Sabato 23 dicembre, alla Casa di quartiere di Alessandria
Mancano pochi giorni al pranzo di Natale del 23 dicembre che la Diocesi di Alessandria ha organizzato insieme con la Caritas e altre realtà della nostra comunità: Sant’Egidio, comunità San Benedetto al Porto e cooperativa Company. È un momento conviviale dedicato ai più bisognosi, come ci racconta il direttore della Caritas diocesana, Giampaolo Mortara (nel tondo): «Si sono messi a disposizione tanti volontari, che verranno a darci una mano per servire e anche per stare a tavola con gli ospiti: persone bisognose, ma anche sole o in difficoltà» spiega Mortara. A cui chiediamo di darci qualche dettaglio in più.
Giampaolo, qual è il significato di questo pranzo di Natale?
«È fare compagnia a chi magari è solo e vive anche un momento della vita di particolare difficoltà».
Tu ci andrai?
«Sì certamente. Ci sarò io, ci sarà il Vescovo, monsignor Guido Gallese, insieme con una settantina di volontari. Alcuni di loro saranno impegnati nel servizio, mentre altri vivranno un momento di comunità con le persone che sono state invitate».
È un evento isolato?
«No, è un momento conclusivo di un percorso: un’occasione che vogliamo condividere anche con le persone che durante l’anno abbiamo conosciuto e che hanno fatto un pezzo di strada con noi. Sono persone che vengono nei dormitori, si presentano tutti i giorni alla mensa, vivono nelle case dell’housing sociale oppure abbiamo incrociato nei momenti di ascolto. È tutta gente che abbiamo già conosciuto e con cui abbiamo instaurato un rapporto».

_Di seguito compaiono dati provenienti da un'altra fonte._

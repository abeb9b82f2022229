//! Bound trigger elements: context-menu events and touch long press

mod common;

use std::time::Duration;

use common::{nested_items, quiet, Host};

use ctxmenu::model::{HostElementId, Phase};
use ctxmenu::{FocusTarget, InstanceId, MenuMsg, PointerEvent, TriggerEvent};
use kurbo::Point;

const BUTTON: HostElementId = HostElementId(42);

fn bound(host: &mut Host) -> InstanceId {
    let id = host.create(quiet(nested_items()));
    host.registry.bind(id, BUTTON, None);
    id
}

fn touch_start(host: &mut Host, id: InstanceId, x: f64, y: f64) {
    host.to(
        id,
        MenuMsg::Trigger(TriggerEvent::TouchStart {
            position: Point::new(x, y),
            focused: Some(BUTTON),
        }),
    );
}

fn touch_move(host: &mut Host, id: InstanceId, x: f64, y: f64) {
    host.to(
        id,
        MenuMsg::Trigger(TriggerEvent::TouchMove {
            position: Point::new(x, y),
        }),
    );
}

fn anchor(host: &Host, id: InstanceId) -> Option<Point> {
    host.instance(id).anchor().map(|a| a.point())
}

#[test]
fn test_context_menu_opens_at_event() {
    let mut host = Host::new();
    let id = bound(&mut host);
    host.to(
        id,
        MenuMsg::Trigger(TriggerEvent::ContextMenu {
            event: PointerEvent::at(30.0, 40.0),
            focused: Some(BUTTON),
        }),
    );

    assert_eq!(host.prevented, 1);
    assert!(host.instance(id).is_open());
    assert_eq!(anchor(&host, id), Some(Point::new(30.0, 40.0)));

    host.close(id);
    assert_eq!(host.focus.last(), Some(&FocusTarget::Host(BUTTON)));
}

#[test]
fn test_unbound_instance_ignores_trigger_events() {
    let mut host = Host::new();
    let id = host.create(quiet(nested_items()));
    host.to(
        id,
        MenuMsg::Trigger(TriggerEvent::ContextMenu {
            event: PointerEvent::at(30.0, 40.0),
            focused: None,
        }),
    );
    assert_eq!(host.prevented, 0);
    assert_eq!(host.instance(id).phase(), Phase::Closed);
}

#[test]
fn test_long_press_opens_after_default_delay() {
    let mut host = Host::new();
    let id = bound(&mut host);
    touch_start(&mut host, id, 50.0, 60.0);

    host.advance_ms(499);
    assert_eq!(host.instance(id).phase(), Phase::Closed);
    host.advance_ms(1);
    assert!(host.instance(id).is_open());
    assert_eq!(anchor(&host, id), Some(Point::new(50.0, 60.0)));
}

#[test]
fn test_binding_overrides_long_press_delay() {
    let mut host = Host::new();
    let id = host.create(quiet(nested_items()));
    host.registry
        .bind(id, BUTTON, Some(Duration::from_millis(300)));
    touch_start(&mut host, id, 0.0, 0.0);

    host.advance_ms(300);
    assert!(host.instance(id).is_open());
}

#[test]
fn test_small_movement_keeps_long_press() {
    let mut host = Host::new();
    let id = bound(&mut host);
    touch_start(&mut host, id, 100.0, 100.0);
    touch_move(&mut host, id, 106.0, 106.0);

    host.advance_ms(500);
    assert!(host.instance(id).is_open());
}

#[test]
fn test_movement_beyond_slop_cancels() {
    let mut host = Host::new();
    let id = bound(&mut host);
    touch_start(&mut host, id, 100.0, 100.0);
    touch_move(&mut host, id, 108.0, 108.0);

    host.advance_ms(1000);
    assert_eq!(host.instance(id).phase(), Phase::Closed);
    assert_eq!(host.pending_timers(), 0);
}

#[test]
fn test_touch_end_cancels() {
    let mut host = Host::new();
    let id = bound(&mut host);
    touch_start(&mut host, id, 100.0, 100.0);
    host.advance_ms(200);
    host.to(id, MenuMsg::Trigger(TriggerEvent::TouchEnd));

    host.advance_ms(1000);
    assert_eq!(host.instance(id).phase(), Phase::Closed);
}

#[test]
fn test_unbind_cancels_pending_press() {
    let mut host = Host::new();
    let id = bound(&mut host);
    touch_start(&mut host, id, 100.0, 100.0);
    let cmd = host.registry.unbind(id);
    host.apply(cmd);

    host.advance_ms(1000);
    assert_eq!(host.instance(id).phase(), Phase::Closed);
    assert!(host.instance(id).binding().is_none());
}
//! Submenu hover intent, stacking and lazily loaded children

mod common;

use std::cell::{Cell, RefCell};
use std::rc::Rc;

use common::{nested_items, quiet, with_hooks, Host, RecordingHooks};

use ctxmenu::animation::AnimationOptions;
use ctxmenu::hooks::HookError;
use ctxmenu::item::{ChildProducer, LoadTicket, RawItem};
use ctxmenu::model::Phase;
use ctxmenu::{InstanceId, MenuBuilder, MenuMsg};

fn open_nested(host: &mut Host) -> InstanceId {
    let id = host.create(quiet(nested_items()));
    host.open_at(id, 100.0, 100.0);
    id
}

// ============================================================================
// Hover intent
// ============================================================================

#[test]
fn test_hover_opens_after_delay() {
    let mut host = Host::new();
    let id = open_nested(&mut host);

    host.hover(id, "Share");
    host.advance_ms(199);
    assert!(host.open_path(id).is_empty());

    host.advance_ms(1);
    assert_eq!(host.open_path(id), vec!["Share"]);
    // Hover opens never move focus into the submenu
    assert_eq!(host.focused_label(id).as_deref(), Some("Share"));
    let inst = host.instance(id);
    assert_eq!(inst.panels().len(), 2);
    assert_eq!(inst.panels()[1].focused, None);
}

#[test]
fn test_hover_reports_item() {
    let mut host = Host::new();
    let hooks = RecordingHooks::shared();
    let id = host.create(with_hooks(quiet(nested_items()), &hooks));
    host.open_at(id, 0.0, 0.0);
    host.hover(id, "Share");

    assert!(hooks.calls().contains(&"hover Share".to_string()));
    assert_eq!(host.focused_label(id).as_deref(), Some("Share"));
}

#[test]
fn test_moving_off_before_delay_cancels_open() {
    let mut host = Host::new();
    let id = open_nested(&mut host);

    host.hover(id, "Share");
    host.advance_ms(100);
    host.unhover(id, "Share");
    host.hover(id, "New");
    host.advance_ms(500);

    assert!(host.open_path(id).is_empty());
    assert_eq!(host.pending_timers(), 0);
}

#[test]
fn test_hovering_sibling_closes_open_submenu() {
    let mut host = Host::new();
    let id = open_nested(&mut host);
    host.hover(id, "Share");
    host.advance_ms(200);

    host.hover(id, "Quit");
    assert!(host.open_path(id).is_empty());
}

#[test]
fn test_reaching_submenu_cancels_close() {
    let mut host = Host::new();
    let id = open_nested(&mut host);
    host.hover(id, "Share");
    host.advance_ms(200);

    host.unhover(id, "Share");
    host.hover(id, "Email");
    host.advance_ms(1000);

    assert_eq!(host.open_path(id), vec!["Share"]);
    assert_eq!(host.focused_label(id).as_deref(), Some("Email"));
}

#[test]
fn test_returning_to_trigger_cancels_close() {
    let mut host = Host::new();
    let id = open_nested(&mut host);
    host.hover(id, "Share");
    host.advance_ms(200);

    host.unhover(id, "Share");
    host.advance_ms(100);
    host.hover(id, "Share");
    host.advance_ms(1000);

    assert_eq!(host.open_path(id), vec!["Share"]);
}

#[test]
fn test_leaving_trigger_closes_after_delay() {
    let mut host = Host::new();
    let id = open_nested(&mut host);
    host.hover(id, "Share");
    host.advance_ms(200);

    host.unhover(id, "Share");
    host.advance_ms(149);
    assert_eq!(host.open_path(id), vec!["Share"]);
    host.advance_ms(1);
    assert!(host.open_path(id).is_empty());
    assert_eq!(host.instance(id).phase(), Phase::Open);
}

#[test]
fn test_disabled_submenu_never_opens() {
    let mut host = Host::new();
    let id = host.create(quiet(vec![RawItem::submenu(
        "Locked",
        vec![RawItem::action("Secret")],
    )
    .disabled(true)]));
    host.open_at(id, 0.0, 0.0);

    host.hover(id, "Locked");
    host.advance_ms(500);
    host.click(id, "Locked");
    assert!(host.open_path(id).is_empty());
}

// ============================================================================
// Stack
// ============================================================================

#[test]
fn test_click_opens_immediately() {
    let mut host = Host::new();
    let id = open_nested(&mut host);
    host.click(id, "Share");
    assert_eq!(host.open_path(id), vec!["Share"]);
    host.click(id, "Social");
    assert_eq!(host.open_path(id), vec!["Share", "Social"]);
    assert_eq!(host.instance(id).phase(), Phase::Open);
}

#[test]
fn test_aria_expanded_follows_submenu() {
    let mut host = Host::new();
    let id = open_nested(&mut host);
    let trigger = host.node(id, "Share");
    let expanded = |host: &Host| {
        host.instance(id)
            .tree()
            .attr(trigger, "aria-expanded")
            .map(str::to_string)
    };

    assert_eq!(expanded(&host).as_deref(), Some("false"));
    host.click(id, "Share");
    assert_eq!(expanded(&host).as_deref(), Some("true"));
    host.hover(id, "New");
    assert_eq!(expanded(&host).as_deref(), Some("false"));
}

#[test]
fn test_submenu_flips_left_near_right_edge() {
    let mut host = Host::new();
    let id = host.create(quiet(nested_items()));
    host.open_at(id, 990.0, 10.0);
    host.click(id, "Share");

    let inst = host.instance(id);
    let panel = inst.panels()[1].node;
    assert_eq!(inst.tree().attr(panel, "data-side"), Some("left"));
    let trigger = inst.node_for_label("Share").unwrap();
    assert!(inst.tree().rect(panel).x1 <= inst.tree().rect(trigger).x0 + 0.5);
}

#[test]
fn test_submenu_opens_right_by_default() {
    let mut host = Host::new();
    let id = open_nested(&mut host);
    host.click(id, "Share");

    let inst = host.instance(id);
    let panel = inst.panels()[1].node;
    assert_eq!(inst.tree().attr(panel, "data-side"), Some("right"));
}

#[test]
fn test_animated_close_is_leaf_first() {
    let mut host = Host::new();
    let id = host.create(MenuBuilder::new(nested_items()).animation(AnimationOptions::default()));
    host.open_at(id, 0.0, 0.0);
    host.flush_frames();
    host.click(id, "Share");
    host.flush_frames();
    host.click(id, "Social");
    host.flush_frames();
    assert_eq!(host.instance(id).panels().len(), 3);

    host.close(id);
    let social = host.instance(id).panels()[2].node;
    assert_eq!(host.instance(id).leaving(), Some(social));

    assert!(host.end_transition(id));
    assert_eq!(host.instance(id).panels().len(), 2);
    assert!(host.end_transition(id));
    assert_eq!(host.instance(id).panels().len(), 1);
    assert_eq!(host.instance(id).phase(), Phase::Closing);
    assert!(host.end_transition(id));
    assert_eq!(host.instance(id).phase(), Phase::Closed);
    assert!(!host.end_transition(id));
}

#[test]
fn test_switching_submenus_waits_for_leave() {
    let mut host = Host::new();
    let items = vec![
        RawItem::submenu("A", vec![RawItem::action("A1")]),
        RawItem::submenu("B", vec![RawItem::action("B1")]),
    ];
    let id = host.create(MenuBuilder::new(items).animation(AnimationOptions::default()));
    host.open_at(id, 0.0, 0.0);
    host.flush_frames();
    host.click(id, "A");
    host.flush_frames();

    host.click(id, "B");
    // A is still leaving, B is queued behind it
    assert_eq!(host.open_path(id), vec!["A"]);
    host.end_transition(id);
    assert_eq!(host.open_path(id), vec!["B"]);
}

// ============================================================================
// Lazy children
// ============================================================================

fn lazy_menu(seen: Rc<RefCell<Vec<LoadTicket>>>) -> MenuBuilder {
    let producer = ChildProducer::new(move |ticket| {
        seen.borrow_mut().push(ticket);
        None
    });
    quiet(vec![
        RawItem::action("New"),
        RawItem::lazy_submenu("Recent", producer),
    ])
}

#[test]
fn test_lazy_children_mount_when_loaded() {
    let seen = Rc::new(RefCell::new(Vec::new()));
    let mut host = Host::new();
    let id = host.create(lazy_menu(seen.clone()));
    host.open_at(id, 0.0, 0.0);
    host.click(id, "Recent");
    assert!(host.open_path(id).is_empty());

    let ticket = seen.borrow()[0];
    host.to(
        id,
        MenuMsg::ChildrenLoaded {
            ticket,
            result: Ok(vec![RawItem::action("notes.txt")]),
        },
    );
    assert_eq!(host.open_path(id), vec!["Recent"]);
    assert!(host.instance(id).node_for_label("notes.txt").is_some());
}

#[test]
fn test_load_for_abandoned_trigger_is_dropped() {
    let seen = Rc::new(RefCell::new(Vec::new()));
    let mut host = Host::new();
    let id = host.create(lazy_menu(seen.clone()));
    host.open_at(id, 0.0, 0.0);

    host.hover(id, "Recent");
    host.advance_ms(200);
    assert_eq!(seen.borrow().len(), 1);
    host.unhover(id, "Recent");
    host.hover(id, "New");
    host.advance_ms(1000);

    let ticket = seen.borrow()[0];
    host.to(
        id,
        MenuMsg::ChildrenLoaded {
            ticket,
            result: Ok(vec![RawItem::action("notes.txt")]),
        },
    );
    assert!(host.open_path(id).is_empty());
    assert!(host.instance(id).node_for_label("notes.txt").is_none());
}

#[test]
fn test_load_survives_returning_to_trigger() {
    let seen = Rc::new(RefCell::new(Vec::new()));
    let mut host = Host::new();
    let id = host.create(lazy_menu(seen.clone()));
    host.open_at(id, 0.0, 0.0);

    host.hover(id, "Recent");
    host.advance_ms(200);
    host.unhover(id, "Recent");
    host.hover(id, "Recent");

    let ticket = seen.borrow()[0];
    host.to(
        id,
        MenuMsg::ChildrenLoaded {
            ticket,
            result: Ok(vec![RawItem::action("notes.txt")]),
        },
    );
    assert_eq!(host.open_path(id), vec!["Recent"]);
}

#[test]
fn test_stale_children_are_dropped() {
    let seen = Rc::new(RefCell::new(Vec::new()));
    let mut host = Host::new();
    let id = host.create(lazy_menu(seen.clone()));
    host.open_at(id, 0.0, 0.0);
    host.click(id, "Recent");
    host.close(id);
    host.open_at(id, 0.0, 0.0);
    host.click(id, "Recent");

    let (first, second) = (seen.borrow()[0], seen.borrow()[1]);
    assert_ne!(first, second);
    host.to(
        id,
        MenuMsg::ChildrenLoaded {
            ticket: first,
            result: Ok(vec![RawItem::action("stale")]),
        },
    );
    assert!(host.open_path(id).is_empty());

    host.to(
        id,
        MenuMsg::ChildrenLoaded {
            ticket: second,
            result: Ok(vec![RawItem::action("fresh")]),
        },
    );
    assert!(host.instance(id).node_for_label("fresh").is_some());
    assert!(host.instance(id).node_for_label("stale").is_none());
}

#[test]
fn test_failed_load_leaves_submenu_closed() {
    let seen = Rc::new(RefCell::new(Vec::new()));
    let mut host = Host::new();
    let id = host.create(lazy_menu(seen.clone()));
    host.open_at(id, 0.0, 0.0);
    host.click(id, "Recent");

    let ticket = seen.borrow()[0];
    host.to(
        id,
        MenuMsg::ChildrenLoaded {
            ticket,
            result: Err(HookError::new("timeout")),
        },
    );
    assert!(host.open_path(id).is_empty());
    assert!(host.instance(id).is_open());

    // The ticket is spent
    host.to(
        id,
        MenuMsg::ChildrenLoaded {
            ticket,
            result: Ok(vec![RawItem::action("late")]),
        },
    );
    assert!(host.open_path(id).is_empty());
}

#[test]
fn test_ready_producer_mounts_immediately() {
    let calls = Rc::new(Cell::new(0));
    let counted = calls.clone();
    let producer = ChildProducer::ready(move || {
        counted.set(counted.get() + 1);
        vec![RawItem::action("Generated")]
    });
    let mut host = Host::new();
    let id = host.create(quiet(vec![RawItem::lazy_submenu("More", producer)]));
    host.open_at(id, 0.0, 0.0);

    host.click(id, "More");
    assert_eq!(host.open_path(id), vec!["More"]);
    host.hover(id, "More");
    host.unhover(id, "More");
    host.advance_ms(150);
    host.click(id, "More");
    assert_eq!(calls.get(), 2);
}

Avete pensato anche ai regali?
«Abbiamo pensato anche a quelli! Ci sarà un piccolo omaggio per tutti. Come è nella tradizione natalizia».
C’è stato un momento, in passato, in cui non avete potuto festeggiare questa ricorrenza nel modo “classico”.
«Sì, è successo durante la pandemia. Per un paio d’anni abbiamo consegnato il pacco-famiglia a domicilio, costruito ad hoc con gli ingredienti per organizzare un pranzo di Natale in casa. C’era tutto l’occorrente, perché non si poteva fare diversamente. Negli anni successivi abbiamo organizzato il pranzo con un numero ristretto di persone, sempre per le limitazioni dovute al Covid-19. Quest’anno riprendiamo in maniera “allargata”. Finalmente…
Cosa c’entra la fede con questa iniziativa?
«È un discorso molto personale: io non so ogni singolo volontario come lo interpreta…».
Parti da te, allora.
«Guarda, un gesto così non basta farlo una volta all’anno, non ti scarichi la coscienza, e via. Se lo fai per farlo una volta all’anno, giusto perché è Natale e siamo tutti più buoni, non è un gesto di fede. Può essere un gesto di generosità, che prima o poi finisce».
La “ripetitività” cambia le cose?
«La ripetitività serve, perché ti ricorda innanzitutto che chi è in difficoltà lo è tutto l’anno. Chi ha dei problemi e sta passando dei momenti difficili non è che li vive solo nel periodo di Natale. I volontari che fanno questo percorso con noi hanno già vissuto altri momenti durante l’anno, e non solo per il servizio a mensa: c’è chi va a tenere compagnia agli anziani nelle case di riposo, o magari va a distribuire pacchi e vestiario. E quindi a Natale fa questo gesto perché è un collegamento con quanto vissuto in precedenza. Per gli altri, potrebbe essere un’occasione per iniziare la prima volta. E poi ripromettersi di farlo con continuità durante l’anno».